Quando è necessario integrare? Quando gli esami del sangue rilevano la presenza di bassi livelli ematici di 25H-vitamina D e/o di elevati livelli ematici di paratormone[1] . L’integrazione, nell’ambito di una dieta vegana, può avvenire con vitamina D2, per esempio con l’assunzione di 2.400 UI di vitamina D2 ogni 4 giorni. L’assorbimento richiede, inoltre, l’introito di una componente lipidica (la vitamina D si assorbe meglio se la assumi insieme ad un alimento grasso) e la presenza di sali biliari, mentre fibre e fitati ne riducono l’assimilazione.
Il nostro organismo possiede una via fisiologica per compensare i ridotti introiti di vitamina D. La pelle è, infatti, in grado, se esposta ai raggi solari UV, di produrre a livello endogeno la provitamina D3 (7-deidrocolesterolo). Quest’ultima, sempre a livello della pelle, viene convertita in previtamina D3 e in vitamina D3 per poi giungere al fegato. Qui la vitamina D proveniente dalle varie fonti è convertita in un metabolita comune, il 25-idrossicolecalciferolo o 25(OH)D, che nel rene è a sua volta convertito in 1,25-diidrossicolecalciferolo o 1,25(OH)2D – si tratta della forma attiva della vitamina D. Insomma, data la presenza scarsa di questa vitamina nelle fonti alimentari, siamo in grado di produrla in autonomia, a patto di esporci correttamente al sole, i cui raggi sono un ingrediente fondamentale nel “processo produttivo” che ci consente di disporre di quantità adeguate di questo nutriente.

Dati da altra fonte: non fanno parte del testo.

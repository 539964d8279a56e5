//! Indicator engine properties against literal fixtures

use tickwatch::config::{IndicatorConfig, MovingAverageKind};
use tickwatch::services::signals::indicators::{
    crossover, ema_series, moving_average_series, rsi, sma_series, volume_spike,
};
use tickwatch::services::signals::IndicatorSet;
use tickwatch::types::{CrossDirection, IndicatorResult, Reading, RsiState};

fn rising(n: usize) -> Vec<f64> {
    (0..n).map(|i| 100.0 + i as f64).collect()
}

fn falling(n: usize) -> Vec<f64> {
    (0..n).map(|i| 200.0 - i as f64).collect()
}

// =========================================================================
// RSI
// =========================================================================

#[test]
fn test_rsi_rising_series_goes_to_100() {
    let result = rsi(&rising(40), 14);
    let value = result.value().unwrap();
    assert!(value.value > 99.0);
    assert_eq!(value.state, RsiState::Overbought);
}

#[test]
fn test_rsi_falling_series_goes_to_0() {
    let result = rsi(&falling(40), 14);
    let value = result.value().unwrap();
    assert!(value.value < 1.0);
    assert_eq!(value.state, RsiState::Oversold);
}

#[test]
fn test_rsi_needs_period_plus_one_points() {
    match rsi(&rising(14), 14) {
        Reading::InsufficientData { needed, available } => {
            assert_eq!(needed, 15);
            assert_eq!(available, 14);
        }
        Reading::Value(v) => panic!("expected insufficient data, got {:?}", v),
    }
    assert!(rsi(&rising(15), 14).is_ready());
}

#[test]
fn test_rsi_flat_series_is_neutral() {
    let value = rsi(&[50.0; 30], 14).into_value().unwrap();
    assert_eq!(value.value, 50.0);
    assert_eq!(value.state, RsiState::Neutral);
}

#[test]
fn test_rsi_stays_in_bounds() {
    let noisy: Vec<f64> = (0..60)
        .map(|i| 100.0 + ((i * 37) % 11) as f64 - 5.0)
        .collect();
    let value = rsi(&noisy, 14).into_value().unwrap().value;
    assert!((0.0..=100.0).contains(&value));
}

// =========================================================================
// Moving Averages
// =========================================================================

#[test]
fn test_sma_and_ema_definitions() {
    let values = [2.0, 4.0, 6.0, 8.0];
    assert_eq!(sma_series(&values, 2), vec![3.0, 5.0, 7.0]);

    // Seed 3.0, then k = 2/3
    let ema = ema_series(&values, 2);
    assert_eq!(ema.len(), 3);
    assert!((ema[1] - (6.0 * (2.0 / 3.0) + 3.0 * (1.0 / 3.0))).abs() < 1e-9);

    assert_eq!(
        moving_average_series(&values, 2, MovingAverageKind::Simple),
        sma_series(&values, 2)
    );
}

// =========================================================================
// Crossover
// =========================================================================

#[test]
fn test_crossover_fixture_is_golden() {
    let result = crossover(&[1.0, 2.0, 3.0], &[2.0, 2.0, 2.0]);
    assert!(result.occurred);
    assert_eq!(result.direction, Some(CrossDirection::Golden));
    assert_eq!(result.fast_series, vec![1.0, 2.0, 3.0]);
}

#[test]
fn test_crossover_needs_two_points() {
    assert!(!crossover(&[3.0], &[2.0]).occurred);
    assert!(!crossover(&[1.0, 3.0], &[2.0]).occurred);
}

// =========================================================================
// Volume Spike
// =========================================================================

#[test]
fn test_volume_spike_fixtures() {
    let recent = [100.0, 100.0, 100.0, 100.0];

    let spike = volume_spike(250.0, &recent, 2.0);
    assert_eq!(spike.ratio, 2.5);
    assert!(spike.is_spike);

    assert!(!volume_spike(150.0, &recent, 2.0).is_spike);

    let empty = volume_spike(150.0, &[], 2.0);
    assert_eq!(empty.ratio, 0.0);
    assert!(!empty.is_spike);
}

// =========================================================================
// Indicator Set
// =========================================================================

#[test]
fn test_indicator_set_is_deterministic() {
    let closes = rising(30);
    let volumes = vec![1_000.0; 30];
    let config = IndicatorConfig::default();

    let a = IndicatorSet::compute(&closes, &volumes, &config);
    let b = IndicatorSet::compute(&closes, &volumes, &config);
    assert_eq!(a, b);

    let kinds: Vec<&str> = a
        .results()
        .iter()
        .map(|r| match r {
            IndicatorResult::Rsi(_) => "rsi",
            IndicatorResult::Crossover(_) => "crossover",
            IndicatorResult::VolumeSpike(_) => "volume",
        })
        .collect();
    assert_eq!(kinds, vec!["rsi", "crossover", "volume"]);
}
//! Korea Investment (KIS) realtime frame codec.
//!
//! Requests are JSON. Realtime data arrives as pipe-delimited text,
//! `0|H0STCNT0|<count>|f0^f1^...`, with `count` caret-separated records of the
//! domestic trade layout. Control messages (acks, `PINGPONG`) are JSON.

use crate::error::{AppError, Result};
use crate::types::{parse_venue_date, PriceSign, PriceTick};
use chrono::{FixedOffset, NaiveTime, TimeZone, Utc};
use serde::{Deserialize, Serialize};

/// Domestic stock realtime trade feed.
pub const TRADE_TR_ID: &str = "H0STCNT0";

/// Heartbeat control message the venue expects echoed back.
pub const PINGPONG_TR_ID: &str = "PINGPONG";

// Field positions in one H0STCNT0 record.
const F_CODE: usize = 0;
const F_TIME: usize = 1;
const F_PRICE: usize = 2;
const F_SIGN: usize = 3;
const F_CHANGE: usize = 4;
const F_CHANGE_RATE: usize = 5;
const F_CUM_VOLUME: usize = 13;
const F_BUSINESS_DATE: usize = 33;

/// Fewest fields a record may carry and still hold every field read above.
const MIN_RECORD_FIELDS: usize = F_BUSINESS_DATE + 1;

#[derive(Debug, Clone, Copy, PartialEq, Eq)]
pub enum RequestKind {
    Subscribe,
    Unsubscribe,
}

impl RequestKind {
    fn tr_type(self) -> &'static str {
        match self {
            RequestKind::Subscribe => "1",
            RequestKind::Unsubscribe => "2",
        }
    }
}

#[derive(Debug, Serialize)]
struct RequestHeader<'a> {
    approval_key: &'a str,
    custtype: &'a str,
    tr_type: &'a str,
    #[serde(rename = "content-type")]
    content_type: &'a str,
}

#[derive(Debug, Serialize)]
struct RequestInput<'a> {
    tr_id: &'a str,
    tr_key: &'a str,
}

#[derive(Debug, Serialize)]
struct RequestBody<'a> {
    input: RequestInput<'a>,
}

#[derive(Debug, Serialize)]
struct RegistrationRequest<'a> {
    header: RequestHeader<'a>,
    body: RequestBody<'a>,
}

/// Build a realtime registration (or deregistration) message.
pub fn build_request(
    approval_key: &str,
    customer_type: &str,
    kind: RequestKind,
    instrument_id: &str,
) -> Result<String> {
    let request = RegistrationRequest {
        header: RequestHeader {
            approval_key,
            custtype: customer_type,
            tr_type: kind.tr_type(),
            content_type: "utf-8",
        },
        body: RequestBody {
            input: RequestInput {
                tr_id: TRADE_TR_ID,
                tr_key: instrument_id,
            },
        },
    };
    Ok(serde_json::to_string(&request)?)
}

#[derive(Debug, Deserialize)]
struct ControlHeader {
    tr_id: String,
    #[serde(default)]
    tr_key: Option<String>,
}

#[derive(Debug, Default, Deserialize)]
struct ControlBody {
    #[serde(default)]
    rt_cd: Option<String>,
    #[serde(default)]
    msg1: Option<String>,
}

#[derive(Debug, Deserialize)]
struct ControlMessage {
    header: ControlHeader,
    #[serde(default)]
    body: Option<ControlBody>,
}

/// A decoded inbound frame.
#[derive(Debug, Clone, PartialEq)]
pub enum Frame {
    Tick(PriceTick),
    /// Heartbeat; the raw text must be sent back unchanged.
    PingPong,
    /// Response to a registration request.
    Ack {
        tr_id: String,
        tr_key: Option<String>,
        success: bool,
        message: String,
    },
    /// Well-formed but not something this client consumes.
    Ignored(String),
}

/// Decode one inbound text frame. `offset` is the venue's local time zone,
/// used to place the record's HHMMSS on its business date.
pub fn parse_frame(text: &str, offset: FixedOffset) -> Result<Frame> {
    let text = text.trim();
    match text.as_bytes().first() {
        Some(b'0') => parse_data_frame(text, offset),
        Some(b'1') => Ok(Frame::Ignored("encrypted frame".to_string())),
        Some(b'{') => parse_control_frame(text),
        Some(_) => Err(AppError::Parse(format!("unrecognised frame: {:.32}", text))),
        None => Err(AppError::Parse("empty frame".to_string())),
    }
}

fn parse_control_frame(text: &str) -> Result<Frame> {
    let msg: ControlMessage = serde_json::from_str(text)
        .map_err(|e| AppError::Parse(format!("bad control frame: {}", e)))?;

    if msg.header.tr_id == PINGPONG_TR_ID {
        return Ok(Frame::PingPong);
    }

    let body = msg.body.unwrap_or_default();
    Ok(Frame::Ack {
        tr_id: msg.header.tr_id,
        tr_key: msg.header.tr_key,
        success: body.rt_cd.as_deref() == Some("0"),
        message: body.msg1.unwrap_or_default(),
    })
}

fn parse_data_frame(text: &str, offset: FixedOffset) -> Result<Frame> {
    let parts: Vec<&str> = text.splitn(4, '|').collect();
    if parts.len() != 4 {
        return Err(AppError::Parse(format!(
            "expected 4 pipe sections, got {}",
            parts.len()
        )));
    }
    if parts[1] != TRADE_TR_ID {
        return Ok(Frame::Ignored(format!("unhandled tr_id {}", parts[1])));
    }

    let count: usize = parts[2]
        .trim()
        .parse()
        .map_err(|_| AppError::Parse(format!("bad record count: {}", parts[2])))?;
    if count == 0 {
        return Err(AppError::Parse("zero records in frame".to_string()));
    }

    let fields: Vec<&str> = parts[3].split('^').collect();
    let record_len = fields.len() / count;
    if record_len < MIN_RECORD_FIELDS {
        return Err(AppError::Parse(format!(
            "{} fields for {} records",
            fields.len(),
            count
        )));
    }

    // Only the newest trade matters for the overlay.
    let start = (count - 1) * record_len;
    parse_record(&fields[start..start + record_len], offset).map(Frame::Tick)
}

fn number<T: std::str::FromStr>(fields: &[&str], idx: usize, name: &str) -> Result<T> {
    fields[idx]
        .trim()
        .parse()
        .map_err(|_| AppError::Parse(format!("bad {}: {:?}", name, fields[idx])))
}

fn parse_record(fields: &[&str], offset: FixedOffset) -> Result<PriceTick> {
    let instrument_id = fields[F_CODE].trim();
    if instrument_id.is_empty() {
        return Err(AppError::Parse("empty instrument code".to_string()));
    }

    let price: f64 = number(fields, F_PRICE, "price")?;
    if !price.is_finite() || price <= 0.0 {
        return Err(AppError::Parse(format!("non-positive price {}", price)));
    }
    let change_abs: f64 = number(fields, F_CHANGE, "change")?;
    let change_rate: f64 = number(fields, F_CHANGE_RATE, "change rate")?;
    let cumulative_volume: u64 = number(fields, F_CUM_VOLUME, "cumulative volume")?;
    let sign = PriceSign::from_venue_code(fields[F_SIGN])
        .unwrap_or_else(|| PriceSign::from_change(change_abs));

    let session_date = parse_venue_date(fields[F_BUSINESS_DATE]).ok_or_else(|| {
        AppError::Parse(format!("bad business date: {:?}", fields[F_BUSINESS_DATE]))
    })?;
    let time = NaiveTime::parse_from_str(fields[F_TIME].trim(), "%H%M%S")
        .map_err(|_| AppError::Parse(format!("bad trade time: {:?}", fields[F_TIME])))?;
    let timestamp = offset
        .from_local_datetime(&session_date.and_time(time))
        .single()
        .map(|dt| dt.with_timezone(&Utc))
        .ok_or_else(|| AppError::Parse("unrepresentable trade time".to_string()))?;

    Ok(PriceTick {
        instrument_id: instrument_id.to_string(),
        session_date,
        timestamp,
        price,
        change_abs,
        change_rate,
        sign,
        cumulative_volume,
    })
}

Tale via richiede, appunto, un’adeguata esposizione ai raggi solari (alla latitudine media italiana, per un adulto sano, sono sufficienti 20-30 minuti di esposizione ai raggi solari di volto e mani per 2 o 3 volte alla settimana). Occorre però ricordare che la luce solare è una fonte molto variabile, la capacità dei raggi UV di contribuire alla produzione di vitamina D è influenzata da numerosi fattori, quali la latitudine, la pigmentazione della pelle, l’età, l’inquinamento, l’utilizzo di filtri solari.
L’integrazione di vitamina D può costituire una misura prudenziale in tutti i soggetti (indipendentemente dal tipo d dieta), a meno che l’esposizione ai raggi solari non sia un’abitudine consolidata.
Come regolarsi? Esporsi al sole – in modo intelligente – il più possibile e integrare con D2 nei periodi (es: mesi invernali) in cui riteniamo di non poter dedicare al sole abbastanza tempo!
[1] La vitamina D incrementa l’assorbimento intestinale di Calcio e Fosforo, riduce le perdite urinarie di Calcio e in presenza di elevate quantità di paratormone aumenta la calcemia del sangue tramite demineralizzazione ossea –> libera quindi il Calcio dalle ossa per tamponare eventuali acidità e mantenere il PH in condizioni ottimali.